The conference is managed by an international council composed of representatives from academic institutions such as University of California, San Diego, National University of Singapore, Peking University, McGill University, and professional organizations including VLDB Endowment, ACM, and IEEE Computer Society. Program committees routinely include members from MIT CSAIL, Berkeley AI Research, EPFL, RIKEN, and Max Planck Institute for Informatics, with peer review standards aligned with practices at SIGMOD, ICDE, and KDD. Steering committees have featured leaders from University of Illinois Urbana-Champaign, Columbia University, University of Maryland, and industry liaisons from Oracle Corporation and SAP.

Conference Format and Activities

Typical formats include peer-reviewed technical paper sessions, poster sessions populated by researchers from University of Michigan, University of British Columbia, and Monash University, tutorial tracks led by faculty from ETH Zurich and University of Texas at Austin, demonstration tracks showcasing systems from Google Cloud, Microsoft Azure, and IBM Cloud, and industry keynotes from executives at Amazon, Facebook, Alibaba, and Apple Inc.. Workshops co-located with the conference often involve topics driven by researchers at Carnegie Mellon University, University of Pennsylvania, University College London, and Imperial College London, and panels include representatives from European Commission, Japanese Science and Technology Agency, and National Institute of Standards and Technology.

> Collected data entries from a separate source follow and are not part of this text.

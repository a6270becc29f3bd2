// SPDX-License-Identifier: PMPL-1.0-or-later
// Copyright (c) 2026 Jonathan D.A. Jewell (hyperpolymath) <jonathan.jewell@open.ac.uk>
//
// Access tokens for the fill service.
//
// A `TokenSource` knows how to mint a token (gcloud CLI, environment, ...).
// `CachedCredentials` wraps a source, fetches once, and hands the same token
// to every request until it is invalidated.

use async_trait::async_trait;
use outcrop_core::error::{OutcropError, Result};
use tokio::process::Command;
use tokio::sync::RwLock;
use tracing::{debug, info, instrument, warn};

/// Supplies the bearer token attached to fill requests.
#[async_trait]
pub trait CredentialProvider: Send + Sync {
    /// Current token. Fetch failures are `OutcropError::Credential`.
    async fn token(&self) -> Result<String>;

    /// Drop any cached token so the next `token()` fetches a fresh one.
    async fn invalidate(&self) {}
}

/// A mechanism that produces a fresh token on every call.
#[async_trait]
pub trait TokenSource: Send + Sync {
    async fn fetch(&self) -> Result<String>;

    /// Short name used in logs.
    fn name(&self) -> &str;
}

/// Single-fetch-then-reuse cache over a `TokenSource`.
pub struct CachedCredentials<S> {
    source: S,
    cached: RwLock<Option<String>>,
}

impl<S: TokenSource> CachedCredentials<S> {
    pub fn new(source: S) -> Self {
        Self {
            source,
            cached: RwLock::new(None),
        }
    }
}

#[async_trait]
impl<S: TokenSource> CredentialProvider for CachedCredentials<S> {
    async fn token(&self) -> Result<String> {
        if let Some(token) = self.cached.read().await.as_ref() {
            return Ok(token.clone());
        }

        let mut slot = self.cached.write().await;
        // Another caller may have filled the slot while we waited.
        if let Some(token) = slot.as_ref() {
            return Ok(token.clone());
        }

        let token = self.source.fetch().await?;
        info!(source = self.source.name(), "access token obtained");
        *slot = Some(token.clone());
        Ok(token)
    }

    async fn invalidate(&self) {
        if self.cached.write().await.take().is_some() {
            debug!(source = self.source.name(), "cached access token dropped");
        }
    }
}

/// Mints tokens by running `gcloud auth print-access-token`.
#[derive(Debug, Clone)]
pub struct GcloudTokenSource {
    program: String,
    args: Vec<String>,
}

impl Default for GcloudTokenSource {
    fn default() -> Self {
        Self {
            program: "gcloud".into(),
            args: vec!["auth".into(), "print-access-token".into()],
        }
    }
}

impl GcloudTokenSource {
    /// Run a different command that prints a token on stdout.
    pub fn with_command(program: impl Into<String>, args: Vec<String>) -> Self {
        Self {
            program: program.into(),
            args,
        }
    }
}

#[async_trait]
impl TokenSource for GcloudTokenSource {
    #[instrument(skip(self), fields(program = %self.program))]
    async fn fetch(&self) -> Result<String> {
        let output = Command::new(&self.program)
            .args(&self.args)
            .output()
            .await
            .map_err(|e| OutcropError::Credential(format!("{}: {e}", self.program)))?;

        let stderr = String::from_utf8_lossy(&output.stderr);
        if !stderr.trim().is_empty() {
            warn!(stderr = %stderr.trim(), "token command wrote to stderr");
        }

        if !output.status.success() {
            return Err(OutcropError::Credential(format!(
                "{} exited with {}",
                self.program, output.status
            )));
        }

        let token = String::from_utf8_lossy(&output.stdout).trim().to_string();
        if token.is_empty() {
            return Err(OutcropError::Credential(format!(
                "{} printed no token",
                self.program
            )));
        }
        Ok(token)
    }

    fn name(&self) -> &str {
        &self.program
    }
}

/// A fixed token, e.g. read once from the environment.
#[derive(Clone)]
pub struct StaticTokenSource {
    token: String,
}

impl std::fmt::Debug for StaticTokenSource {
    fn fmt(&self, f: &mut std::fmt::Formatter<'_>) -> std::fmt::Result {
        f.debug_struct("StaticTokenSource").finish_non_exhaustive()
    }
}

impl StaticTokenSource {
    pub fn new(token: impl Into<String>) -> Self {
        Self {
            token: token.into(),
        }
    }

    /// Read the token from environment variable `var`.
    pub fn from_env(var: &str) -> Result<Self> {
        let token = std::env::var(var)
            .map_err(|e| OutcropError::Credential(format!("{var}: {e}")))?;
        let token = token.trim();
        if token.is_empty() {
            return Err(OutcropError::Credential(format!("{var} is empty")));
        }
        Ok(Self::new(token))
    }
}

#[async_trait]
impl TokenSource for StaticTokenSource {
    async fn fetch(&self) -> Result<String> {
        Ok(self.token.clone())
    }

    fn name(&self) -> &str {
        "static"
    }
}

#[cfg(test)]
mod tests {
    use super::*;
    use std::sync::Arc;
    use std::sync::atomic::{AtomicU32, Ordering};

    /// Hands out `token-1`, `token-2`, ... and counts fetches.
    struct CountingSource {
        fetches: Arc<AtomicU32>,
        fail: bool,
    }

    #[async_trait]
    impl TokenSource for CountingSource {
        async fn fetch(&self) -> Result<String> {
            if self.fail {
                return Err(OutcropError::Credential("not logged in".into()));
            }
            let n = self.fetches.fetch_add(1, Ordering::SeqCst) + 1;
            Ok(format!("token-{n}"))
        }

        fn name(&self) -> &str {
            "counting"
        }
    }

    fn counting(fail: bool) -> (CachedCredentials<CountingSource>, Arc<AtomicU32>) {
        let fetches = Arc::new(AtomicU32::new(0));
        let source = CountingSource {
            fetches: fetches.clone(),
            fail,
        };
        (CachedCredentials::new(source), fetches)
    }

    #[tokio::test]
    async fn token_is_fetched_once() {
        let (creds, fetches) = counting(false);
        for _ in 0..5 {
            assert_eq!(creds.token().await.unwrap(), "token-1");
        }
        assert_eq!(fetches.load(Ordering::SeqCst), 1);
    }

    #[tokio::test]
    async fn invalidate_forces_refetch() {
        let (creds, fetches) = counting(false);
        assert_eq!(creds.token().await.unwrap(), "token-1");
        creds.invalidate().await;
        assert_eq!(creds.token().await.unwrap(), "token-2");
        assert_eq!(fetches.load(Ordering::SeqCst), 2);
    }

    #[tokio::test]
    async fn fetch_failure_propagates() {
        let (creds, _) = counting(true);
        let err = creds.token().await.unwrap_err();
        assert!(matches!(err, OutcropError::Credential(_)));
    }

    #[tokio::test]
    async fn command_output_is_trimmed() {
        let source = GcloudTokenSource::with_command("echo", vec!["  ya29.token  ".into()]);
        assert_eq!(source.fetch().await.unwrap(), "ya29.token");
    }

    #[tokio::test]
    async fn failing_command_is_credential_error() {
        let source = GcloudTokenSource::with_command("false", vec![]);
        assert!(matches!(
            source.fetch().await,
            Err(OutcropError::Credential(_))
        ));
    }

    #[tokio::test]
    async fn missing_command_is_credential_error() {
        let source = GcloudTokenSource::with_command("outcrop-no-such-token-tool", vec![]);
        assert!(matches!(
            source.fetch().await,
            Err(OutcropError::Credential(_))
        ));
    }

    #[tokio::test]
    async fn silent_command_is_credential_error() {
        let source = GcloudTokenSource::with_command("true", vec![]);
        assert!(matches!(
            source.fetch().await,
            Err(OutcropError::Credential(_))
        ));
    }

    #[test]
    fn unset_env_var_is_credential_error() {
        let err = StaticTokenSource::from_env("OUTCROP_TEST_TOKEN_THAT_IS_NEVER_SET").unwrap_err();
        assert!(matches!(err, OutcropError::Credential(_)));
    }
}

Notable Papers and Contributions

Landmark contributions presented at the conference connect to seminal works by researchers including Michael Jordan, Jennifer Widom, Andrew Ng, Jeff Dean, and Umeshwar Dayal. Influential systems and algorithms introduced or advanced in proceedings have ties to MapReduce, Hadoop, Spark, Bloom filter research stemming from University of California, Santa Barbara collaborations, and indexing techniques originating with R-tree and B-tree innovators at Bell Labs and IBM Research. Papers bridging databases and machine learning cite cross-institutional projects from Stanford AI Lab, Berkeley AI Research, Toyota Technological Institute at Chicago, and Yahoo! Labs.

Locations and Attendance

The conference rotates geographically, with past venues in cities such as San Francisco, New York City, London, Berlin, Tokyo, Beijing, Sydney, Toronto, Paris, and Barcelona, drawing attendees from institutions including Seoul National University, Korea Advanced Institute of Science and Technology, Indian Institute of Science, and University of São Paulo. Attendance has included thousands of participants from research groups at University of Melbourne, University of Amsterdam, Osaka University, Weizmann Institute of Science, and Technion – Israel Institute of Technology, alongside engineers from SAP Labs, Intel, NVIDIA, and Qualcomm.

Awards and Recognition

The conference presents awards such as best paper and best demo honors, recognizing work by teams from University of California, Irvine, Arizona State University, University of Illinois Chicago, and Brown University, and has conferred career awards to figures associated with SIGMOD, ACM Fellows, IEEE Fellows, AAAI Fellows, and recipients of national honors like Turing Award laureates. These awards are often announced in cooperation with organizations like VLDB Endowment, Association for Computing Machinery, IEEE Computer Society, and academic departments at Princeton University and Harvard University.